Come viene recepito il Festival dalla Regione Emilia Romagna? Siete radicati sul territorio?
Il Festival è co-finanziato dalla Regione ER e dal Comune di Ravenna per cui non possiamo certo dire di non essere ben recepiti e riconosciuti dalle istituzioni presenti sul territorio. Il punto è che i costi per lo sviluppo di contenuti e servizi per mantenere il festival appetibile e aggiornato sono decisamente esplosi nell’era post covid come ognuno di noi ha potuto verificare sulla propria pelle quotidianamente e quindi oltre a trovare nuove formule di finanziamento diventa anche necessario rivedere i budget e di conseguenza i contributi.
Una riflessione, il festival fa parte o ha fatto parte di network nazionali e internazionali? Per fare un confronto penso al festival internazionale di cinema e documentario a tema musicale Seeyousound che aderisce al Music Film Festival Network https://mffn.org/
Beaches Brew ha sempre mantenuto un ruolo da outsider anche all’interno della scena internazionale dei cosiddetti Boutique Festival nonostante sia apprezzatissimo da molti addetti ai lavori che accorrono ogni volta che riescono a ritagliarsi una finestra in quei giorni. Credo che quell’idea di essere completamente indipendenti nei contenuti e nelle dinamiche sia una delle sue/nostre peculiarità che lo hanno reso unico. Dopo oltre dieci anni però, con l’evolversi dello scenario internazionale, e proprio per guardare al futuro con maggiori speranze e nuovi sviluppi stiamo lavorando per entrare a far parte di qualche network internazionale affine alla nostra proposta.

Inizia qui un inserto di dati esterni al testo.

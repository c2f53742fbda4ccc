mod identity;
mod tosca;

pub use identity::IdentityInstrument;
pub use tosca::ToscaInstrument;

use crate::common::parameters::AbinsParameters;
use crate::domain::{AbinsError, AbinsResult};

pub const TOSCA_INSTRUMENT_NAME: &str = "TOSCA";
pub const NONE_INSTRUMENT_NAME: &str = "None";
pub const ALL_INSTRUMENTS: [&str; 2] = [NONE_INSTRUMENT_NAME, TOSCA_INSTRUMENT_NAME];

#[derive(Debug, Clone, PartialEq, thiserror::Error)]
pub enum ResolutionError {
    #[error("points per peak must be at least 1, got {value}")]
    InvalidPointsPerPeak { value: usize },
    #[error(
        "resolution input length mismatch: frequencies={frequencies}, intensities={intensities}"
    )]
    LengthMismatch {
        frequencies: usize,
        intensities: usize,
    },
    #[error("frequency must be finite at index {index}, got {value}")]
    NonFiniteFrequency { index: usize, value: f64 },
    #[error("intensity must be finite at index {index}, got {value}")]
    NonFiniteIntensity { index: usize, value: f64 },
    #[error("resolution width must be > 0 at index {index} (frequency {frequency}), got {sigma}")]
    NonPositiveWidth {
        index: usize,
        frequency: f64,
        sigma: f64,
    },
    #[error("frequency {frequency} at index {index} exceeds the incident neutron energy")]
    KinematicallyForbidden { index: usize, frequency: f64 },
}

impl From<ResolutionError> for AbinsError {
    fn from(error: ResolutionError) -> Self {
        match error {
            ResolutionError::InvalidPointsPerPeak { .. } => {
                AbinsError::configuration("CONFIG.POINTS_PER_PEAK", error.to_string())
            }
            ResolutionError::NonPositiveWidth { .. } => {
                AbinsError::configuration("CONFIG.RESOLUTION_WIDTH", error.to_string())
            }
            ResolutionError::KinematicallyForbidden { .. } => {
                AbinsError::structural("INPUT.Q_KINEMATICS", error.to_string())
            }
            ResolutionError::LengthMismatch { .. }
            | ResolutionError::NonFiniteFrequency { .. }
            | ResolutionError::NonFiniteIntensity { .. } => {
                AbinsError::structural("INPUT.RESOLUTION_INPUT", error.to_string())
            }
        }
    }
}

/// Instrument capability used by the structure factor accumulator.
///
/// The `*_unchecked` methods assume `points_per_peak >= 1`, matching slice
/// lengths, and that [`ResolutionFunction::validate_frequencies`] accepted the
/// frequencies; the checked forms verify this first.
pub trait ResolutionFunction {
    fn name(&self) -> &'static str;

    fn validate_frequencies(&self, frequencies: &[f64]) -> Result<(), ResolutionError>;

    fn produce_abscissa_unchecked(&self, frequencies: &[f64], points_per_peak: usize) -> Vec<f64>;

    fn convolve_unchecked(
        &self,
        frequencies: &[f64],
        s_dft: &[f64],
        points_per_peak: usize,
    ) -> Vec<f64>;

    /// Q (or Q²) per mode for a powder sample.
    fn calculate_q_powder(&self, frequencies: &[f64]) -> Result<Vec<f64>, ResolutionError>;

    fn produce_abscissa(
        &self,
        frequencies: &[f64],
        points_per_peak: usize,
    ) -> Result<Vec<f64>, ResolutionError> {
        validate_points_per_peak(points_per_peak)?;
        self.validate_frequencies(frequencies)?;
        Ok(self.produce_abscissa_unchecked(frequencies, points_per_peak))
    }

    fn convolve_with_resolution_function(
        &self,
        frequencies: &[f64],
        s_dft: &[f64],
        points_per_peak: usize,
    ) -> Result<Vec<f64>, ResolutionError> {
        validate_points_per_peak(points_per_peak)?;
        if frequencies.len() != s_dft.len() {
            return Err(ResolutionError::LengthMismatch {
                frequencies: frequencies.len(),
                intensities: s_dft.len(),
            });
        }
        self.validate_frequencies(frequencies)?;
        if let Some((index, value)) = s_dft
            .iter()
            .copied()
            .enumerate()
            .find(|(_, value)| !value.is_finite())
        {
            return Err(ResolutionError::NonFiniteIntensity { index, value });
        }
        Ok(self.convolve_unchecked(frequencies, s_dft, points_per_peak))
    }
}

#[derive(Debug, Clone, Copy, PartialEq)]
pub enum Instrument {
    Tosca(ToscaInstrument),
    Identity(IdentityInstrument),
}

impl Instrument {
    fn inner(&self) -> &dyn ResolutionFunction {
        match self {
            Self::Tosca(instrument) => instrument,
            Self::Identity(instrument) => instrument,
        }
    }
}

impl ResolutionFunction for Instrument {
    fn name(&self) -> &'static str {
        self.inner().name()
    }

    fn validate_frequencies(&self, frequencies: &[f64]) -> Result<(), ResolutionError> {
        self.inner().validate_frequencies(frequencies)
    }

    fn produce_abscissa_unchecked(&self, frequencies: &[f64], points_per_peak: usize) -> Vec<f64> {
        self.inner()
            .produce_abscissa_unchecked(frequencies, points_per_peak)
    }

    fn convolve_unchecked(
        &self,
        frequencies: &[f64],
        s_dft: &[f64],
        points_per_peak: usize,
    ) -> Vec<f64> {
        self.inner()
            .convolve_unchecked(frequencies, s_dft, points_per_peak)
    }

    fn calculate_q_powder(&self, frequencies: &[f64]) -> Result<Vec<f64>, ResolutionError> {
        self.inner().calculate_q_powder(frequencies)
    }
}

pub fn is_known_instrument(name: &str) -> bool {
    ALL_INSTRUMENTS.contains(&name)
}

/// Selects the instrument variant once; unknown names fail here rather than
/// at convolution time.
pub fn produce_instrument(name: &str, parameters: &AbinsParameters) -> AbinsResult<Instrument> {
    match name {
        TOSCA_INSTRUMENT_NAME => Ok(Instrument::Tosca(ToscaInstrument::new(parameters.tosca))),
        NONE_INSTRUMENT_NAME => Ok(Instrument::Identity(IdentityInstrument)),
        other => Err(AbinsError::configuration(
            "CONFIG.INSTRUMENT",
            format!("Unknown instrument {}", other),
        )),
    }
}

pub(crate) fn validate_points_per_peak(points_per_peak: usize) -> Result<(), ResolutionError> {
    if points_per_peak == 0 {
        return Err(ResolutionError::InvalidPointsPerPeak {
            value: points_per_peak,
        });
    }
    Ok(())
}

pub(crate) fn validate_finite_frequencies(frequencies: &[f64]) -> Result<(), ResolutionError> {
    match frequencies
        .iter()
        .copied()
        .enumerate()
        .find(|(_, value)| !value.is_finite())
    {
        Some((index, value)) => Err(ResolutionError::NonFiniteFrequency { index, value }),
        None => Ok(()),
    }
}
/// `[0!, 1!, ..., (count - 1)!]` as floats.
pub fn factorial_table(count: usize) -> Vec<f64> {
    let mut table = Vec::with_capacity(count);
    let mut running = 1.0_f64;
    for n in 0..count {
        if n > 0 {
            running *= n as f64;
        }
        table.push(running);
    }
    table
}

/// Element-wise compensated accumulation of weighted rows.
#[derive(Debug, Clone)]
pub struct CompensatedRowSum {
    sum: Vec<f64>,
    correction: Vec<f64>,
}

impl CompensatedRowSum {
    pub fn zeros(len: usize) -> Self {
        Self {
            sum: vec![0.0; len],
            correction: vec![0.0; len],
        }
    }

    /// Rows shorter or longer than the accumulator are a caller bug; extra
    /// entries are ignored.
    pub fn add_weighted(&mut self, row: &[f64], weight: f64) {
        for ((sum, correction), value) in self.sum.iter_mut().zip(&mut self.correction).zip(row) {
            kahan_add(sum, correction, value * weight);
        }
    }

    pub fn into_vec(self) -> Vec<f64> {
        self.sum
    }
}

fn kahan_add(sum: &mut f64, correction: &mut f64, value: f64) {
    let corrected = value - *correction;
    let next = *sum + corrected;
    *correction = (next - *sum) - corrected;
    *sum = next;
}

pub fn relative_difference(lhs: f64, rhs: f64, relative_floor: f64) -> f64 {
    let scale = lhs.abs().max(rhs.abs()).max(relative_floor);
    (lhs - rhs).abs() / scale
}

pub fn within_tolerance(
    lhs: f64,
    rhs: f64,
    abs_tol: f64,
    rel_tol: f64,
    relative_floor: f64,
) -> bool {
    let abs_diff = (lhs - rhs).abs();
    abs_diff <= abs_tol || relative_difference(lhs, rhs, relative_floor) <= rel_tol
}
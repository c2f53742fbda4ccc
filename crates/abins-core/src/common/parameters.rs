use crate::domain::AbinsError;
use serde::{Deserialize, Serialize};
use std::fs;
use std::path::{Path, PathBuf};

pub const DEFAULT_OVERTONE_COUNT: usize = 10;
pub const DEFAULT_POINTS_PER_PEAK: usize = 50;

/// TOSCA resolution and kinematics constants, all in cm⁻¹ except the angle.
#[derive(Debug, Clone, Copy, PartialEq, Deserialize, Serialize)]
#[serde(rename_all = "camelCase", default)]
pub struct ToscaParameters {
    pub a: f64,
    pub b: f64,
    pub c: f64,
    pub final_neutron_energy: f64,
    pub cos_scattering_angle: f64,
    /// Half width of each sampled peak in units of its sigma.
    pub sigma_span: f64,
}

impl Default for ToscaParameters {
    fn default() -> Self {
        Self {
            a: 0.000_000_1,
            b: 0.005,
            c: 2.5,
            final_neutron_energy: 32.0,
            cos_scattering_angle: 2.356_f64.cos(),
            sigma_span: 3.0,
        }
    }
}

#[derive(Debug, Clone, Copy, PartialEq, Deserialize, Serialize)]
#[serde(rename_all = "camelCase", default)]
pub struct AbinsParameters {
    pub overtone_count: usize,
    pub points_per_peak: usize,
    pub tosca: ToscaParameters,
}

impl Default for AbinsParameters {
    fn default() -> Self {
        Self {
            overtone_count: DEFAULT_OVERTONE_COUNT,
            points_per_peak: DEFAULT_POINTS_PER_PEAK,
            tosca: ToscaParameters::default(),
        }
    }
}

impl AbinsParameters {
    pub fn validate(&self) -> Result<(), AbinsError> {
        if self.overtone_count == 0 {
            return Err(AbinsError::configuration(
                "CONFIG.OVERTONE_COUNT",
                "overtone count must be at least 1",
            ));
        }
        if self.points_per_peak == 0 {
            return Err(AbinsError::configuration(
                "CONFIG.POINTS_PER_PEAK",
                "points per peak must be at least 1",
            ));
        }

        let tosca = &self.tosca;
        let named = [
            ("a", tosca.a),
            ("b", tosca.b),
            ("c", tosca.c),
            ("finalNeutronEnergy", tosca.final_neutron_energy),
            ("cosScatteringAngle", tosca.cos_scattering_angle),
            ("sigmaSpan", tosca.sigma_span),
        ];
        if let Some((name, value)) = named.iter().find(|(_, value)| !value.is_finite()) {
            return Err(AbinsError::configuration(
                "CONFIG.TOSCA_PARAMETERS",
                format!("TOSCA parameter '{}' must be finite, got {}", name, value),
            ));
        }
        if tosca.final_neutron_energy <= 0.0 {
            return Err(AbinsError::configuration(
                "CONFIG.TOSCA_PARAMETERS",
                format!(
                    "TOSCA final neutron energy must be > 0, got {}",
                    tosca.final_neutron_energy
                ),
            ));
        }
        if !(-1.0..=1.0).contains(&tosca.cos_scattering_angle) {
            return Err(AbinsError::configuration(
                "CONFIG.TOSCA_PARAMETERS",
                format!(
                    "TOSCA scattering angle cosine must lie in [-1, 1], got {}",
                    tosca.cos_scattering_angle
                ),
            ));
        }
        if tosca.sigma_span <= 0.0 {
            return Err(AbinsError::configuration(
                "CONFIG.TOSCA_PARAMETERS",
                format!("TOSCA sigma span must be > 0, got {}", tosca.sigma_span),
            ));
        }

        Ok(())
    }
}

#[derive(Debug, thiserror::Error)]
pub enum ParameterError {
    #[error("failed to read parameter file '{}': {source}", path.display())]
    Read {
        path: PathBuf,
        source: std::io::Error,
    },
    #[error("failed to parse parameter file '{}': {source}", path.display())]
    Parse {
        path: PathBuf,
        source: serde_json::Error,
    },
}

impl From<ParameterError> for AbinsError {
    fn from(error: ParameterError) -> Self {
        match &error {
            ParameterError::Read { .. } => {
                AbinsError::io_system("IO.PARAMETERS_READ", error.to_string())
            }
            ParameterError::Parse { .. } => {
                AbinsError::configuration("CONFIG.PARAMETERS_PARSE", error.to_string())
            }
        }
    }
}

/// Missing keys fall back to [`AbinsParameters::default`].
pub fn load_parameters(path: impl AsRef<Path>) -> Result<AbinsParameters, ParameterError> {
    let path = path.as_ref();
    let source = fs::read_to_string(path).map_err(|source| ParameterError::Read {
        path: path.to_path_buf(),
        source,
    })?;
    serde_json::from_str(&source).map_err(|source| ParameterError::Parse {
        path: path.to_path_buf(),
        source,
    })
}

#[cfg(test)]
mod tests {
    use super::{
        AbinsParameters, DEFAULT_OVERTONE_COUNT, DEFAULT_POINTS_PER_PEAK, ParameterError,
        load_parameters,
    };
    use crate::domain::{AbinsError, AbinsErrorCategory};
    use std::fs;
    use tempfile::TempDir;

    #[test]
    fn defaults_are_valid() {
        let parameters = AbinsParameters::default();
        assert_eq!(parameters.overtone_count, DEFAULT_OVERTONE_COUNT);
        assert_eq!(parameters.points_per_peak, DEFAULT_POINTS_PER_PEAK);
        assert!(parameters.validate().is_ok());
        assert!((parameters.tosca.cos_scattering_angle - 2.356_f64.cos()).abs() < 1.0e-15);
    }

    #[test]
    fn partial_file_overrides_only_named_keys() {
        let temp = TempDir::new().expect("tempdir should be created");
        let path = temp.path().join("parameters.json");
        fs::write(&path, r#"{"pointsPerPeak": 7, "tosca": {"c": 1.5}}"#)
            .expect("parameters should be written");

        let parameters = load_parameters(&path).expect("parameters should load");
        assert_eq!(parameters.points_per_peak, 7);
        assert_eq!(parameters.overtone_count, DEFAULT_OVERTONE_COUNT);
        assert_eq!(parameters.tosca.c, 1.5);
        assert_eq!(parameters.tosca.b, 0.005);
    }

    #[test]
    fn load_reports_read_and_parse_failures() {
        let temp = TempDir::new().expect("tempdir should be created");
        let missing = load_parameters(temp.path().join("missing.json"))
            .expect_err("missing file should fail");
        assert!(matches!(missing, ParameterError::Read { .. }));
        assert_eq!(
            AbinsError::from(missing).category(),
            AbinsErrorCategory::IoSystemError
        );

        let path = temp.path().join("broken.json");
        fs::write(&path, "{ not json").expect("broken file should be written");
        let broken = load_parameters(&path).expect_err("broken file should fail");
        assert!(matches!(broken, ParameterError::Parse { .. }));
        assert_eq!(
            AbinsError::from(broken).category(),
            AbinsErrorCategory::ConfigurationError
        );
    }

    #[test]
    fn validate_rejects_zero_counts_and_bad_tosca_values() {
        let mut parameters = AbinsParameters {
            overtone_count: 0,
            ..AbinsParameters::default()
        };
        assert_eq!(
            parameters.validate().map_err(|error| error.placeholder()),
            Err("CONFIG.OVERTONE_COUNT")
        );

        parameters.overtone_count = 2;
        parameters.points_per_peak = 0;
        assert_eq!(
            parameters.validate().map_err(|error| error.placeholder()),
            Err("CONFIG.POINTS_PER_PEAK")
        );

        parameters.points_per_peak = 3;
        parameters.tosca.b = f64::NAN;
        let error = parameters.validate().expect_err("NaN parameter should fail");
        assert!(error.message().contains("'b'"));

        parameters.tosca.b = 0.005;
        parameters.tosca.cos_scattering_angle = 1.5;
        assert!(parameters.validate().is_err());
    }
}
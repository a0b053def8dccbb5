use actix_web::{web, HttpRequest, HttpResponse, Responder};
use futures::StreamExt;
use log::{error, info, warn};
use serde_json::json;
use tera::Context;
use uuid::Uuid;

use crate::error::RelayError;
use crate::model::mock::MOCK_PDF_REPLY;
use crate::model::translate;
use crate::web::models::Envelope;
use crate::web::payload::{read_chat_payload, ChatPayload};
use crate::web::stream;
use crate::AppState;

/// Returned when the upstream result carries no readable text.
pub const FALLBACK_APOLOGY: &str =
    "I'm sorry, but I couldn't generate a response to that request.";

// Index page handler
pub async fn index(data: web::Data<AppState>) -> Result<HttpResponse, RelayError> {
    let mut context = Context::new();
    context.insert("model", &data.config.model);
    context.insert("mock", &data.backend.is_mock());
    match data.tera.render("index.html", &context) {
        Ok(html) => Ok(HttpResponse::Ok().content_type("text/html").body(html)),
        Err(e) => {
            error!("Template error: {}", e);
            Err(RelayError::Internal(e.to_string()))
        }
    }
}

// Liveness probe
pub async fn healthz() -> impl Responder {
    HttpResponse::Ok().json(json!({ "status": "healthy" }))
}

// Chat API endpoint
pub async fn chat(
    req: HttpRequest,
    payload: web::Payload,
    data: web::Data<AppState>,
) -> Result<HttpResponse, RelayError> {
    let request_id = Uuid::new_v4();
    let config = &data.config;

    let ChatPayload { request, image } =
        read_chat_payload(&req, payload, config.max_json_bytes, config.max_upload_bytes)
            .await
            .map_err(|e| {
                warn!("[{}] Rejected chat request: {}", request_id, e);
                e
            })?;

    info!(
        "[{}] Chat request: {} message(s), stream: {}, image: {}",
        request_id,
        request.messages.len(),
        request.stream,
        image.as_ref().map(|i| i.media_type.as_str()).unwrap_or("none")
    );

    if request.stream && image.is_some() {
        warn!("[{}] Streaming with an image attachment is not supported", request_id);
        return Err(RelayError::InvalidRequest(
            "streaming is not supported together with an image attachment".to_string(),
        ));
    }

    let upstream = translate::build(&request, image.as_ref(), config)?;

    if request.stream {
        let fragments = data.backend.stream(&upstream).await.map_err(|e| {
            error!("[{}] Failed to open upstream stream: {}", request_id, e);
            RelayError::from(e)
        })?;
        return Ok(stream::respond(fragments, request_id));
    }

    let generation = data.backend.generate(&upstream).await.map_err(|e| {
        error!("[{}] Upstream call failed: {}", request_id, e);
        RelayError::from(e)
    })?;

    let message = match generation.text {
        Some(text) => {
            info!("[{}] Response length: {} characters", request_id, text.chars().count());
            text
        }
        None => {
            warn!(
                "[{}] No text in upstream result (finish_reason: {:?}, block_reason: {:?}, safety: {:?})",
                request_id, generation.finish_reason, generation.block_reason, generation.safety
            );
            FALLBACK_APOLOGY.to_string()
        }
    };

    Ok(HttpResponse::Ok().json(Envelope::ok(message)))
}

// Mock-only PDF upload acknowledgement
pub async fn upload_pdf(
    mut payload: web::Payload,
    data: web::Data<AppState>,
) -> Result<HttpResponse, RelayError> {
    if !data.backend.is_mock() {
        return Err(RelayError::NotAvailable("/upload_pdf"));
    }

    let mut received = 0usize;
    while let Some(chunk) = payload.next().await {
        let chunk = chunk.map_err(|e| RelayError::InvalidRequest(e.to_string()))?;
        received += chunk.len();
        if received > data.config.max_upload_bytes {
            return Err(RelayError::PayloadTooLarge(data.config.max_upload_bytes));
        }
    }

    info!("MOCK: Upload PDF endpoint called ({} bytes)", received);
    Ok(HttpResponse::Ok().json(Envelope::ok(MOCK_PDF_REPLY)))
}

Dal presente all’immediato, mensilmente parlando, futuro: state già iniziando a pensare a qualche nome per questo 2024?
Nel momento in cui scrivo la lineup è già stata annunciata e posso affermare che si tratti di una delle più coraggiose e curiose di sempre. Ogni artista rappresenta una scoperta e se proprio dovessi indicare qualche nome direi non perdersi assolutamente il kenyano Kabeaushé, le scatenatissime Lambrini Girls, e soprattutto gli/le Special Interest da New Orleans che dopo anni di inseguimenti siamo riusciti a portare per la prima volta in Italia con la loro Clubbing No Wave militante. Ma ancora gli HiTech da Detroit con il loro ghettotech che li ha spinti fino ai dischi dell’anno di Pitchfork o il fenomenale Ustad Noor Bakhsh, maestro pakistano del Benju (cetra a tasti tipica del Belucistan) che a settantotto anni è diventato un caso a livello globale grazie al suo album di debutto ‘Jingul’. E poi ci saranno etichette discografiche tra le più attive a interessanti del momento come Nyege Nyege (Uganda) e Bongo Joe (Svizzera) che hanno curato alcune parti del programma.